[[ Data section open ]]
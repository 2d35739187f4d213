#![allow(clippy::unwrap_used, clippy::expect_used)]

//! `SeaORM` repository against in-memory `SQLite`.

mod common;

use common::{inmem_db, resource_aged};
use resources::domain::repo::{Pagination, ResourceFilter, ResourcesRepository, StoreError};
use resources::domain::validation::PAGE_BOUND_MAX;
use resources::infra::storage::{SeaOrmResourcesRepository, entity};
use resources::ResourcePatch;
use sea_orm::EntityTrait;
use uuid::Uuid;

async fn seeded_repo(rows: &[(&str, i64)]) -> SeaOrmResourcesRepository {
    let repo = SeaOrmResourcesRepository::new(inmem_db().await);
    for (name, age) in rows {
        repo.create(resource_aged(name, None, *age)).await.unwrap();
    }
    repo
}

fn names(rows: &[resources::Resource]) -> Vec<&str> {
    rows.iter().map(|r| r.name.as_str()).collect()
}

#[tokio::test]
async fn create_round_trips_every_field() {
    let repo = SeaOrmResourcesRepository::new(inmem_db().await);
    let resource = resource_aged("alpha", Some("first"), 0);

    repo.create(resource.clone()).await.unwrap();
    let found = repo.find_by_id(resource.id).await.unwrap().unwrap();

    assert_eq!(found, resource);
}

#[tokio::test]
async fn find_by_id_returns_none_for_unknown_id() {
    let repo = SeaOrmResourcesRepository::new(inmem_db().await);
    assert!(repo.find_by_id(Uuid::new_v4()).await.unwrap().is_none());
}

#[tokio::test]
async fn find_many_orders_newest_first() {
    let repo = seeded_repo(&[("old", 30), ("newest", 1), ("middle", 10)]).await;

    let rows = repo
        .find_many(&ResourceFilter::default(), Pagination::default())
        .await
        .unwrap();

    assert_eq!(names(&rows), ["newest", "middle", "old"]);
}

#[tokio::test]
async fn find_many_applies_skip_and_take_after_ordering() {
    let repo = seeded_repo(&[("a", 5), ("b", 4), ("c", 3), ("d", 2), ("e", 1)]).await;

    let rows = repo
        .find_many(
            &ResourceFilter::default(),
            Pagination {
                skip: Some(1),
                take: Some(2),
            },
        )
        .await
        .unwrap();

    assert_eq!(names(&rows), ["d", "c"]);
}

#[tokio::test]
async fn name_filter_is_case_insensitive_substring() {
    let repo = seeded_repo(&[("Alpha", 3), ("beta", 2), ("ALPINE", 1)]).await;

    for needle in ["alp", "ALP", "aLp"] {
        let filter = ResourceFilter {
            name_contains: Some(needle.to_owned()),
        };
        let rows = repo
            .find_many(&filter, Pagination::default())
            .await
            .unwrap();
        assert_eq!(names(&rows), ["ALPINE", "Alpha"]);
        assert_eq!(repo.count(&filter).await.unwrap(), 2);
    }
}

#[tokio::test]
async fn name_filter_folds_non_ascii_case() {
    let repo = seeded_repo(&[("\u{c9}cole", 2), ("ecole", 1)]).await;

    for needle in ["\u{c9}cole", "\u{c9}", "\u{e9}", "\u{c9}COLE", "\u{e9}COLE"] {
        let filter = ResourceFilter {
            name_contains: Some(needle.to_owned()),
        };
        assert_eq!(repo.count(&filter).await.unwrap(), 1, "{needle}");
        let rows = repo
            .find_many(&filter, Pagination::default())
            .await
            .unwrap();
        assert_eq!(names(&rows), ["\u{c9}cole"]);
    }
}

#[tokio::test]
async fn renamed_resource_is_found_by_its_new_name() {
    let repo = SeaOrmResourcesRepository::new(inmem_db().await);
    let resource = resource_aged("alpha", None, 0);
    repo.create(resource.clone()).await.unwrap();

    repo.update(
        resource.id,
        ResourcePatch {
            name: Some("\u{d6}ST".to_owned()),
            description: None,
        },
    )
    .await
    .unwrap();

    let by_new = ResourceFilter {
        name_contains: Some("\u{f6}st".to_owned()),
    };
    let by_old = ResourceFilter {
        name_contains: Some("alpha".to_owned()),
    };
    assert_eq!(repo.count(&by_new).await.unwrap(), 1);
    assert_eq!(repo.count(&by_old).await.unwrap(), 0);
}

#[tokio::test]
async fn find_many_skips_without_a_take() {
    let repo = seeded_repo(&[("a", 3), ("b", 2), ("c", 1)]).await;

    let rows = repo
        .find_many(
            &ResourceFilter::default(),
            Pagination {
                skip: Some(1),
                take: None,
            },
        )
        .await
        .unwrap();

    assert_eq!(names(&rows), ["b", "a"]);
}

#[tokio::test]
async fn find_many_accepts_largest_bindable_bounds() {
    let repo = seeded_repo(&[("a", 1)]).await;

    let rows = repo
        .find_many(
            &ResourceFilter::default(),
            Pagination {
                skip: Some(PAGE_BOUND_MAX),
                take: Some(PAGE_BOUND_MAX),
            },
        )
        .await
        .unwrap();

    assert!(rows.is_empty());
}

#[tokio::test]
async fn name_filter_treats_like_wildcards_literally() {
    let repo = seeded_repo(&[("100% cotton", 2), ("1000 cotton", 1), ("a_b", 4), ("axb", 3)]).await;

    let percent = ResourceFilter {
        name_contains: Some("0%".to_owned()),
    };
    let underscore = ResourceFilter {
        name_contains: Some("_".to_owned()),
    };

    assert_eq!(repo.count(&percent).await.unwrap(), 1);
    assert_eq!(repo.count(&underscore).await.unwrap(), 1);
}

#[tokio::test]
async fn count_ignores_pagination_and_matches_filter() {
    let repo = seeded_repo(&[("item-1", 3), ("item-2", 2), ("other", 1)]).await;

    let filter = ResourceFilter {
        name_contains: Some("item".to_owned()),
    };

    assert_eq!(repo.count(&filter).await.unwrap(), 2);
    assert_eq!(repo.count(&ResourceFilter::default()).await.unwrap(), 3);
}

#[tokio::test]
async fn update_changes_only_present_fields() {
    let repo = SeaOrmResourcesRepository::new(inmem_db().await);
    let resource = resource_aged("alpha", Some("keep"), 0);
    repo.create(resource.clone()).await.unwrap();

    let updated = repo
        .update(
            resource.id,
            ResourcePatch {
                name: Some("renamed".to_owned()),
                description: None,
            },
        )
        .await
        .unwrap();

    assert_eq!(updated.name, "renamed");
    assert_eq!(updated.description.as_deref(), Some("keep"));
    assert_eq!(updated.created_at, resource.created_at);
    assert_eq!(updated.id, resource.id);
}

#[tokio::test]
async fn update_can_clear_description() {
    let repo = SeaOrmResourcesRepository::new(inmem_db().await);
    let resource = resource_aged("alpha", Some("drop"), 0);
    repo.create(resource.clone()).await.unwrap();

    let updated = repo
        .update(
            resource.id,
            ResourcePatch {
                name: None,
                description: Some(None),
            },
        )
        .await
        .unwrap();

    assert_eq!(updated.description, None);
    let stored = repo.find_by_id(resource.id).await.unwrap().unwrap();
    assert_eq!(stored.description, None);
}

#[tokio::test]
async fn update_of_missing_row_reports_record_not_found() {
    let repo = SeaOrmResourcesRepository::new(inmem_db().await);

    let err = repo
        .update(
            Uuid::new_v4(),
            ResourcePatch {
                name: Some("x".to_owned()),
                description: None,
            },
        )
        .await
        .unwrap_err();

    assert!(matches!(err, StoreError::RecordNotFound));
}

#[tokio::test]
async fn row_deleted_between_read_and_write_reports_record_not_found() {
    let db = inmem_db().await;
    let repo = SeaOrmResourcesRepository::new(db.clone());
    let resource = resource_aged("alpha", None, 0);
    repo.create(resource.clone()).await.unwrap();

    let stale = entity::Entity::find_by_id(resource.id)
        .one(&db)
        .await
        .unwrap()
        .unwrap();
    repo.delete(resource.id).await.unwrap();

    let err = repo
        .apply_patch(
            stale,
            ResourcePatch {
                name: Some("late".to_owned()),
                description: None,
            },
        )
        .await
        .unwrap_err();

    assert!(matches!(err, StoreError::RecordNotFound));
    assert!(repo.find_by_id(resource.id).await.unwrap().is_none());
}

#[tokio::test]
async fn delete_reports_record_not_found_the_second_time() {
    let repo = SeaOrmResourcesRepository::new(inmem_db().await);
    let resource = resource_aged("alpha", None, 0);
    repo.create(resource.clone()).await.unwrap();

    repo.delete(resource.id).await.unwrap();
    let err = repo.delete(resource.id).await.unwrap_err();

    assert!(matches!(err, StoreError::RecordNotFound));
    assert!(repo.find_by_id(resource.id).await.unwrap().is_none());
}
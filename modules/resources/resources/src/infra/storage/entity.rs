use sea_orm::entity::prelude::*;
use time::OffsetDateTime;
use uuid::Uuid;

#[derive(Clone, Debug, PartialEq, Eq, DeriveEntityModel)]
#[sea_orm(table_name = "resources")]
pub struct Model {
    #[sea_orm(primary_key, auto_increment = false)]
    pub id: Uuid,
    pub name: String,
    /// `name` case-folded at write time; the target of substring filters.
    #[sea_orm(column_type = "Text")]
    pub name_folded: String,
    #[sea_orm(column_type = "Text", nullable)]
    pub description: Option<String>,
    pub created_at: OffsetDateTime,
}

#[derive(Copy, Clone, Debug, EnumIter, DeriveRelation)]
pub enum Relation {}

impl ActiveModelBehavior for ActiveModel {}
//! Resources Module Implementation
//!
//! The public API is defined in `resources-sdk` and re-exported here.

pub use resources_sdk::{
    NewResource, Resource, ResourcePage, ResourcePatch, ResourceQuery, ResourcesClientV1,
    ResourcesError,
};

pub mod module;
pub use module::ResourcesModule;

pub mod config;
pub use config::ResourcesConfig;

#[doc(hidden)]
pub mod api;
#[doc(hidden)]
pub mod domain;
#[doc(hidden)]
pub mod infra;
[[ Data section closed ]]
- **Exercise directions**: From the entries above, give again exactly the lines running from the line with "async fn name_filter_treats_like_wildcards_literally()" to the line with "async fn update_can_clear_description()"; include both of those lines.

- **Reply**:
async fn name_filter_treats_like_wildcards_literally() {
    let repo = seeded_repo(&[("100% cotton", 2), ("1000 cotton", 1), ("a_b", 4), ("axb", 3)]).await;

    let percent = ResourceFilter {
        name_contains: Some("0%".to_owned()),
    };
    let underscore = ResourceFilter {
        name_contains: Some("_".to_owned()),
    };

    assert_eq!(repo.count(&percent).await.unwrap(), 1);
    assert_eq!(repo.count(&underscore).await.unwrap(), 1);
}

#[tokio::test]
async fn count_ignores_pagination_and_matches_filter() {
    let repo = seeded_repo(&[("item-1", 3), ("item-2", 2), ("other", 1)]).await;

    let filter = ResourceFilter {
        name_contains: Some("item".to_owned()),
    };

    assert_eq!(repo.count(&filter).await.unwrap(), 2);
    assert_eq!(repo.count(&ResourceFilter::default()).await.unwrap(), 3);
}

#[tokio::test]
async fn update_changes_only_present_fields() {
    let repo = SeaOrmResourcesRepository::new(inmem_db().await);
    let resource = resource_aged("alpha", Some("keep"), 0);
    repo.create(resource.clone()).await.unwrap();

    let updated = repo
        .update(
            resource.id,
            ResourcePatch {
                name: Some("renamed".to_owned()),
                description: None,
            },
        )
        .await
        .unwrap();

    assert_eq!(updated.name, "renamed");
    assert_eq!(updated.description.as_deref(), Some("keep"));
    assert_eq!(updated.created_at, resource.created_at);
    assert_eq!(updated.id, resource.id);
}

#[tokio::test]
async fn update_can_clear_description() {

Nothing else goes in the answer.